11Il y a pourtant bien une circonstance où la voix de ce dernier est constamment associée à (celle de) la fama ; plus exactement, c’est la figure de la Muse qui, toutes les fois que le poète accomplit le geste topique de se tourner vers elle et de l’invoquer, se voit substituer la tradition présentée comme un on-dit. Un cas a été cité plus haut : celui de l’invocation introduisant le catalogue des guerriers du chant 7, où un semblant d’opposition entre les Muses et la fama est maintenu, tandis que le catalogue fait résolument pencher le poème et le poète du côté de la seconde. Or la plupart des autres invocations aux déesses que compte l’Énéide présentent le même phénomène : c’est le cas dès la première (Verg., Aen., 1.8-11, avec fertur au vers 1536) ; et le “proème dans le milieu” n’échappe pas à la règle (Verg., Aen., 7.37-45, avec accipimus au vers 48).
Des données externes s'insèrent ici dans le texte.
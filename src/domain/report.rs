// ==========================================
// Roster import - conversion reports
// ==========================================
// Per-entity counters and the run-level aggregate.
// Every skip/error/drop is recorded so data loss stays observable.
// ==========================================

use crate::domain::types::{EntityKind, UpsertAction};
use chrono::{DateTime, Utc};
use serde::{Deserialize, Serialize};
use std::fmt;
use uuid::Uuid;

// ==========================================
// SkipReason
// ==========================================
#[derive(Debug, Clone, PartialEq, Eq, Serialize, Deserialize)]
#[serde(tag = "kind", rename_all = "snake_case")]
pub enum SkipReason {
    /// Identity column blank
    BlankIdentity { column: String },

    /// Required parent reference did not resolve
    ParentNotFound { parent: EntityKind, reference: String },

    /// Every code in a multi-code cell failed validation
    NoValidCodes { cell: String },
}

impl fmt::Display for SkipReason {
    fn fmt(&self, f: &mut fmt::Formatter<'_>) -> fmt::Result {
        match self {
            SkipReason::BlankIdentity { column } => {
                write!(f, "identity column '{}' is blank", column)
            }
            SkipReason::ParentNotFound { parent, reference } => {
                write!(f, "{} '{}' not found", parent, reference)
            }
            SkipReason::NoValidCodes { cell } => write!(f, "no valid code in '{}'", cell),
        }
    }
}

// ==========================================
// RowIssue
// ==========================================
#[derive(Debug, Clone, Copy, PartialEq, Eq, Serialize, Deserialize)]
#[serde(rename_all = "lowercase")]
pub enum IssueLevel {
    Skipped,
    Error,
    Dropped,
    Duplicate,
}

#[derive(Debug, Clone, Serialize, Deserialize)]
pub struct RowIssue {
    pub row_number: usize,
    pub level: IssueLevel,
    pub message: String,
}

// ==========================================
// ConversionReport - one converter, one sheet
// ==========================================
#[derive(Debug, Clone, Serialize, Deserialize)]
pub struct ConversionReport {
    pub entity: EntityKind,
    pub sheet: String,
    pub rows_read: usize,
    pub inserted: usize,
    pub updated: usize,
    pub skipped: usize,
    pub errors: usize,
    /// Items dropped inside an otherwise accepted row (invalid tally codes)
    pub dropped: usize,
    /// Rows repeating an identity already seen earlier in the same sheet
    pub duplicates: usize,
    pub issues: Vec<RowIssue>,
}

impl ConversionReport {
    pub fn new(entity: EntityKind, sheet: impl Into<String>) -> Self {
        Self {
            entity,
            sheet: sheet.into(),
            rows_read: 0,
            inserted: 0,
            updated: 0,
            skipped: 0,
            errors: 0,
            dropped: 0,
            duplicates: 0,
            issues: Vec::new(),
        }
    }

    pub fn record_write(&mut self, action: UpsertAction) {
        match action {
            UpsertAction::Inserted => self.inserted += 1,
            UpsertAction::Updated => self.updated += 1,
        }
    }

    pub fn record_skip(&mut self, row_number: usize, reason: &SkipReason) {
        self.skipped += 1;
        self.push_issue(row_number, IssueLevel::Skipped, reason.to_string());
    }

    pub fn record_error(&mut self, row_number: usize, message: impl Into<String>) {
        self.errors += 1;
        self.push_issue(row_number, IssueLevel::Error, message.into());
    }

    pub fn record_dropped(&mut self, row_number: usize, item: &str) {
        self.dropped += 1;
        self.push_issue(row_number, IssueLevel::Dropped, format!("invalid code '{}'", item));
    }

    pub fn record_duplicate(&mut self, row_number: usize, key: &str) {
        self.duplicates += 1;
        self.push_issue(
            row_number,
            IssueLevel::Duplicate,
            format!("identity '{}' repeated in sheet, last row wins", key),
        );
    }

    pub fn written(&self) -> usize {
        self.inserted + self.updated
    }

    fn push_issue(&mut self, row_number: usize, level: IssueLevel, message: String) {
        self.issues.push(RowIssue {
            row_number,
            level,
            message,
        });
    }
}

// ==========================================
// RunReport - whole pipeline
// ==========================================
#[derive(Debug, Clone, Default, PartialEq, Eq, Serialize, Deserialize)]
pub struct RunTotals {
    pub rows_read: usize,
    pub inserted: usize,
    pub updated: usize,
    pub skipped: usize,
    pub errors: usize,
    pub dropped: usize,
    pub duplicates: usize,
}

#[derive(Debug, Clone, Serialize, Deserialize)]
pub struct RunReport {
    pub run_id: Uuid,
    pub started_at: DateTime<Utc>,
    pub finished_at: Option<DateTime<Utc>>,
    pub entities: Vec<ConversionReport>,
}

impl RunReport {
    pub fn start() -> Self {
        Self {
            run_id: Uuid::new_v4(),
            started_at: Utc::now(),
            finished_at: None,
            entities: Vec::new(),
        }
    }

    pub fn push(&mut self, report: ConversionReport) {
        self.entities.push(report);
    }

    pub fn finish(&mut self) {
        self.finished_at = Some(Utc::now());
    }

    pub fn entity(&self, kind: EntityKind) -> Option<&ConversionReport> {
        self.entities.iter().find(|r| r.entity == kind)
    }

    pub fn totals(&self) -> RunTotals {
        self.entities.iter().fold(RunTotals::default(), |mut acc, r| {
            acc.rows_read += r.rows_read;
            acc.inserted += r.inserted;
            acc.updated += r.updated;
            acc.skipped += r.skipped;
            acc.errors += r.errors;
            acc.dropped += r.dropped;
            acc.duplicates += r.duplicates;
            acc
        })
    }
}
Quant à l’invocation du chant 9 précédant le récit en flash-back de l’histoire des vaisseaux troyens (Verg., Aen., 9.77-79, avec fertur au vers 82), elle paraît bien établir ce que, replacée dans son contexte, l’invocation du chant 7 peut elle-même en venir à suggérer, à savoir l’identification (de la parole) des Muses et de la fama :
Quis deus, o Musae, tam saeua incendia Teucris
Auertit? Tantos ratibus quis depulit ignis?
Dicite: prisca fides facto, sed fama perennis37.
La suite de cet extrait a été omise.